P.S. If you are finished cooking, my mom wants her panties back.


----------



## Kerry Irons (Feb 25, 2002)

*In the drops*



bmxhacksaw said:


> So as per my thread about growing a pair - I ride in the drops way more than I used to. In the past I would always sprint on the hoods. I've been sprinting in the drops now and when I really put the power down it seems that I am so far over the front wheel that the bike becomes squirrely and I have to ease up momentarily to collect the bike back in. I've started experimenting a little and keeping my upper body back a little mellows the bike out but I don't feel like I'm putting nearly as much power down. Suggestions?

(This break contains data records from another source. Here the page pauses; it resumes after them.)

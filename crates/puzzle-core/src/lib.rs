//! Colored-button maze engine.
//!
//! A puzzle is a grid of walls, floors, colored buttons and doors, trapdoors,
//! a start and a target. Standing on a button switches the active color, and
//! the active color decides which doors are open. The engine searches the
//! `(color, row, col)` state space, records how each state was first reached
//! in a write-once [`Backtrace`], and renders the reconstructed [`Path`].

mod backtrace;
mod frontier;
mod grid;
mod path;
mod render;
mod solver;

pub use backtrace::{Backtrace, Direction, Marker, SearchState};
pub use frontier::{Frontier, SearchMode};
pub use grid::{CellKind, Color, GridError, Position, PuzzleMap, MAX_COLORS};
pub use path::Path;
pub use render::{render_list, render_map, render_no_solution, OutputMode};
pub use solver::{Search, SearchError, SearchOutcome, SearchStats, SolveReport, Solver};
mod app;
mod cli;

use clap::Parser;
use cli::{Cli, PuzzleOptions};
use std::io::{self, BufWriter};
use std::process::ExitCode;
use tracing_subscriber::EnvFilter;

fn main() -> ExitCode {
    let options = PuzzleOptions::from(Cli::parse());

    tracing_subscriber::fmt()
        .with_env_filter(EnvFilter::try_from_default_env().unwrap_or_else(|_| "warn".into()))
        .with_writer(io::stderr)
        .init();

    let result = app::open_input(&options).and_then(|input| {
        let mut out = BufWriter::new(io::stdout().lock());
        app::run(&options, input, &mut out)
    });

    match result {
        Ok(()) => ExitCode::SUCCESS,
        Err(e) => {
            eprintln!("Error: {}", e);
            ExitCode::FAILURE
        }
    }
}
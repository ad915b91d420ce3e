//! Basic example of using the maze engine

use puzzle_core::{render_list, render_map, render_no_solution, PuzzleMap, SearchMode, Solver};

const PUZZLE: &str = "\
2 5 7
// press `a` to open the A doors, `b` for B, `^` to drop back to colorless
@..a#..
.##A#.?
.#b.B.#
.#^##.#
.......
";

fn main() -> Result<(), Box<dyn std::error::Error>> {
    let map: PuzzleMap = PUZZLE.parse()?;
    println!("Puzzle:");
    println!("{}", map);
    println!("State space: {} states\n", map.state_count());

    let stdout = std::io::stdout();
    let mut out = stdout.lock();

    for mode in [SearchMode::Queue, SearchMode::Stack] {
        let search = Solver::new(mode).solve(&map)?;
        println!(
            "--- {} search: discovered {}, expanded {} ---",
            mode, search.stats.discovered, search.stats.expanded
        );

        match search.path(&map)? {
            Some(path) => {
                println!("{} transitions, {} presses", path.transitions(), path.presses());
                render_list(&mut out, &path)?;
                render_map(&mut out, &map, &search.backtrace, &path)?;
            }
            None => render_no_solution(&mut out, &map, &search.backtrace)?,
        }
        println!();
    }

    // Remove the only button and the doors stay shut
    let locked: PuzzleMap = "1 3 4\n@...\n##A#\n...?\n".parse()?;
    let search = Solver::new(SearchMode::Queue).solve(&locked)?;
    render_no_solution(&mut out, &locked, &search.backtrace)?;

    Ok(())
}
//! Puzzle map: colors, cell kinds and the text parser.
//!
//! Characters are decoded once into [`CellKind`] when the map is built; the
//! search and the renderers only ever look at the decoded variants.

use crate::backtrace::Direction;
use serde::Serialize;
use std::fmt;
use std::io::Read;
use std::str::FromStr;
use thiserror::Error;

/// Highest number of button/door colors a map may declare (`a`..`z`).
pub const MAX_COLORS: u8 = 26;

/// Active color of the agent.
///
/// `0` is the colorless color the agent starts in, and the color granted by
/// trapdoors. `1..=26` correspond to the letters `a`..`z`.
#[derive(Debug, Clone, Copy, PartialEq, Eq, PartialOrd, Ord, Hash, Default, Serialize)]
#[serde(transparent)]
pub struct Color(u8);

impl Color {
    /// The colorless color, shared by the start state and trapdoors.
    pub const TRAPDOOR: Color = Color(0);

    /// Color with index `0..=MAX_COLORS`, or `None` past the last letter.
    pub fn new(index: u8) -> Option<Self> {
        (index <= MAX_COLORS).then_some(Self(index))
    }

    /// Unchecked constructor for indices already known to be in range.
    pub(crate) const fn from_index(index: u8) -> Self {
        Self(index)
    }

    pub fn value(self) -> u8 {
        self.0
    }

    /// Layer index of this color in per-color tables.
    pub fn index(self) -> usize {
        self.0 as usize
    }

    pub fn is_trapdoor(self) -> bool {
        self.0 == 0
    }

    /// Button symbol: `^` for the trapdoor color, otherwise a lowercase letter.
    pub fn symbol(self) -> char {
        if self.0 == 0 {
            '^'
        } else {
            char::from(b'a' + self.0 - 1)
        }
    }

    /// Door symbol (uppercase letter). The trapdoor color has no doors.
    pub fn door_symbol(self) -> Option<char> {
        if self.0 == 0 {
            None
        } else {
            Some(self.symbol().to_ascii_uppercase())
        }
    }

    /// Color of a letter offset (`0` for `a`/`A`), if the map declares it.
    fn from_letter(offset: u8, num_colors: u8) -> Option<Self> {
        let index = offset + 1;
        (index <= num_colors).then_some(Self(index))
    }
}

impl fmt::Display for Color {
    fn fmt(&self, f: &mut fmt::Formatter<'_>) -> fmt::Result {
        write!(f, "{}", self.symbol())
    }
}

/// What occupies a single grid cell.
#[derive(Debug, Clone, Copy, PartialEq, Eq, Hash)]
pub enum CellKind {
    /// `#`
    Wall,
    /// `.`
    Floor,
    /// `@`
    Start,
    /// `?`
    Target,
    /// `^`: a button for the colorless color that also closes doors while stood on
    Trapdoor,
    /// `A`..`Z`: passable only in its own color
    Door(Color),
    /// `a`..`z`: switches the active color when stood on in any other color
    Button(Color),
}

impl CellKind {
    /// Decode a map character. Letters beyond `num_colors` are rejected.
    pub fn from_symbol(ch: char, num_colors: u8) -> Option<Self> {
        match ch {
            '#' => Some(Self::Wall),
            '.' => Some(Self::Floor),
            '@' => Some(Self::Start),
            '?' => Some(Self::Target),
            '^' => Some(Self::Trapdoor),
            'a'..='z' => Color::from_letter(ch as u8 - b'a', num_colors).map(Self::Button),
            'A'..='Z' => Color::from_letter(ch as u8 - b'A', num_colors).map(Self::Door),
            _ => None,
        }
    }

    /// The character this cell was read from.
    pub fn symbol(self) -> char {
        match self {
            Self::Wall => '#',
            Self::Floor => '.',
            Self::Start => '@',
            Self::Target => '?',
            Self::Trapdoor => '^',
            Self::Door(color) => color.door_symbol().unwrap_or('#'),
            Self::Button(color) => color.symbol(),
        }
    }

    /// Color granted by standing on this cell (buttons and trapdoors only).
    pub fn press_color(self) -> Option<Color> {
        match self {
            Self::Button(color) => Some(color),
            Self::Trapdoor => Some(Color::TRAPDOOR),
            _ => None,
        }
    }
}

/// Grid coordinate, row-major from the top-left corner.
#[derive(Debug, Clone, Copy, PartialEq, Eq, PartialOrd, Ord, Hash, Default, Serialize)]
pub struct Position {
    pub row: usize,
    pub col: usize,
}

impl Position {
    pub fn new(row: usize, col: usize) -> Self {
        Self { row, col }
    }
}

/// Errors produced while reading a puzzle description.
#[derive(Debug, Clone, PartialEq, Eq, Error)]
pub enum GridError {
    #[error("must specify num_colors, height, width")]
    Header,
    #[error("must have 0 <= num_colors <= 26, got {0}")]
    ColorCount(u64),
    #[error("grid dimensions {height}x{width} must be >= 1 and fit in memory")]
    Dimensions { height: usize, width: usize },
    #[error("expected {expected} grid rows, found {found}")]
    MissingRows { expected: usize, found: usize },
    #[error("row {row} has {found} characters, expected {expected}")]
    RowLength {
        row: usize,
        expected: usize,
        found: usize,
    },
    #[error("invalid char '{ch}' in line {line}")]
    InvalidChar { ch: char, row: usize, line: String },
    #[error("expected exactly one '@', found {0}")]
    StartCount(usize),
    #[error("expected exactly one '?', found {0}")]
    TargetCount(usize),
    #[error("failed to read puzzle: {0}")]
    Io(String),
}

/// Immutable puzzle description.
#[derive(Debug, Clone, PartialEq, Eq)]
pub struct PuzzleMap {
    num_colors: u8,
    height: usize,
    width: usize,
    /// Row-major cells, `height * width` long
    cells: Vec<CellKind>,
    start: Position,
    target: Position,
}

impl PuzzleMap {
    /// Parse the textual format:
    ///
    /// ```text
    /// <num_colors> <height> <width>
    /// // comments and blank lines before the grid are skipped
    /// <height rows of exactly width characters>
    /// ```
    pub fn parse(input: &str) -> Result<Self, GridError> {
        let mut lines = input.lines();

        let mut header = Vec::with_capacity(3);
        while header.len() < 3 {
            let line = lines.next().ok_or(GridError::Header)?;
            header.extend(line.split_whitespace());
        }
        if header.len() != 3 {
            return Err(GridError::Header);
        }

        let num_colors: u64 = header[0].parse().map_err(|_| GridError::Header)?;
        let height: usize = header[1].parse().map_err(|_| GridError::Header)?;
        let width: usize = header[2].parse().map_err(|_| GridError::Header)?;

        let num_colors = u8::try_from(num_colors)
            .ok()
            .filter(|&n| n <= MAX_COLORS)
            .ok_or(GridError::ColorCount(num_colors))?;
        let cell_count = height
            .checked_mul(width)
            .filter(|&n| n > 0)
            .filter(|&n| n.checked_mul(usize::from(num_colors) + 1).is_some())
            .ok_or(GridError::Dimensions { height, width })?;

        let mut rows = lines.map(|line| line.trim_end_matches('\r')).skip_while(|line| {
            line.is_empty() || line.starts_with("//")
        });

        // the header is untrusted; never reserve more than the body can fill
        let mut cells = Vec::with_capacity(cell_count.min(input.len()));
        let mut starts = Vec::new();
        let mut targets = Vec::new();

        for row in 0..height {
            let line = rows.next().ok_or(GridError::MissingRows {
                expected: height,
                found: row,
            })?;

            let found = line.chars().count();
            if found != width {
                return Err(GridError::RowLength {
                    row,
                    expected: width,
                    found,
                });
            }

            for (col, ch) in line.chars().enumerate() {
                let kind =
                    CellKind::from_symbol(ch, num_colors).ok_or_else(|| GridError::InvalidChar {
                        ch,
                        row,
                        line: line.to_string(),
                    })?;
                match kind {
                    CellKind::Start => starts.push(Position::new(row, col)),
                    CellKind::Target => targets.push(Position::new(row, col)),
                    _ => {}
                }
                cells.push(kind);
            }
        }

        let start = match starts.as_slice() {
            [start] => *start,
            _ => return Err(GridError::StartCount(starts.len())),
        };
        let target = match targets.as_slice() {
            [target] => *target,
            _ => return Err(GridError::TargetCount(targets.len())),
        };

        Ok(Self {
            num_colors,
            height,
            width,
            cells,
            start,
            target,
        })
    }

    /// Read the whole stream and parse it.
    pub fn from_reader<R: Read>(mut reader: R) -> Result<Self, GridError> {
        let mut input = String::new();
        reader
            .read_to_string(&mut input)
            .map_err(|e| GridError::Io(e.to_string()))?;
        Self::parse(&input)
    }

    pub fn num_colors(&self) -> u8 {
        self.num_colors
    }

    /// Every color a search state can have, colorless first.
    pub fn colors(&self) -> impl Iterator<Item = Color> {
        (0..=self.num_colors).map(Color)
    }

    /// Number of per-color layers (`num_colors + 1`).
    pub fn layer_count(&self) -> usize {
        self.num_colors as usize + 1
    }

    pub fn height(&self) -> usize {
        self.height
    }

    pub fn width(&self) -> usize {
        self.width
    }

    pub fn start(&self) -> Position {
        self.start
    }

    pub fn target(&self) -> Position {
        self.target
    }

    /// Size of the `(color, row, col)` state space.
    pub fn state_count(&self) -> usize {
        self.layer_count() * self.height * self.width
    }

    pub fn contains(&self, pos: Position) -> bool {
        pos.row < self.height && pos.col < self.width
    }

    /// Cell at `pos`. Panics when `pos` lies outside the grid.
    pub fn cell(&self, pos: Position) -> CellKind {
        debug_assert!(self.contains(pos));
        self.cells[pos.row * self.width + pos.col]
    }

    /// The adjacent position in `dir`, if it is inside the grid.
    pub fn neighbor(&self, pos: Position, dir: Direction) -> Option<Position> {
        let (dr, dc) = dir.offset();
        let row = pos.row.checked_add_signed(dr)?;
        let col = pos.col.checked_add_signed(dc)?;
        let next = Position::new(row, col);
        self.contains(next).then_some(next)
    }

    /// All positions in row-major order.
    pub fn positions(&self) -> impl Iterator<Item = Position> + '_ {
        (0..self.height).flat_map(move |row| (0..self.width).map(move |col| Position::new(row, col)))
    }
}

impl FromStr for PuzzleMap {
    type Err = GridError;

    fn from_str(s: &str) -> Result<Self, Self::Err> {
        Self::parse(s)
    }
}

impl fmt::Display for PuzzleMap {
    fn fmt(&self, f: &mut fmt::Formatter<'_>) -> fmt::Result {
        writeln!(f, "{} {} {}", self.num_colors, self.height, self.width)?;
        for row in self.cells.chunks(self.width) {
            let line: String = row.iter().map(|cell| cell.symbol()).collect();
            writeln!(f, "{}", line)?;
        }
        Ok(())
    }
}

If your bike is squirrelly when you're in the drops, then you need to adjust your body position. Sprinting (in a race) should be done in the drops to "protect" your handlebars from other sprinters. Watch the finish of a pro race some time - everyone is in the drops.


----------



## Undecided (Apr 2, 2007)

Kerry Irons said:


> If your bike is squirrelly when you're in the drops, then you need to adjust your body position. Sprinting (in a race) should be done in the drops to "protect" your handlebars from other sprinters. Watch the finish of a pro race some time - everyone *[except Ivan Dominguez]* is in the drops.


Fixed that.


----------



## _Ed (Sep 2, 2009)

I have exactly the same problem. I'm pretty comfortable riding seated in the drops and feel well balanced, but when I stand to sprint, I have far too much weight over the front wheel and the back starts getting a little loose. This is especially the case if there's any water on the road.

I also used to race BMX. On the road bike, I never feel I can get the instantaeous power snap, like coming out of the gate on a bmx.


----------



## scarecrow (Oct 7, 2007)

Your not going to have the same power standing up with your hands on the drops if you have not spent much time riding in that position. Just like the TT position you have to spend some time with it. Do some big gear, low cadence, zone 2, 4 - 6 minute intervals up a moderate grade in that position and you will find it helps your balance and builds some power. Once you get more comfortable add in some sprint intervals from that position. Keep your butt over the saddle. Just got to get used to it.


----------



## Ventruck (Mar 9, 2009)

A guideline is "shoulders behind wrists", or something like that. On numerous occasions you see Pro riders who don't follow that guideline, but it's ideal to keep your weight distribution in check.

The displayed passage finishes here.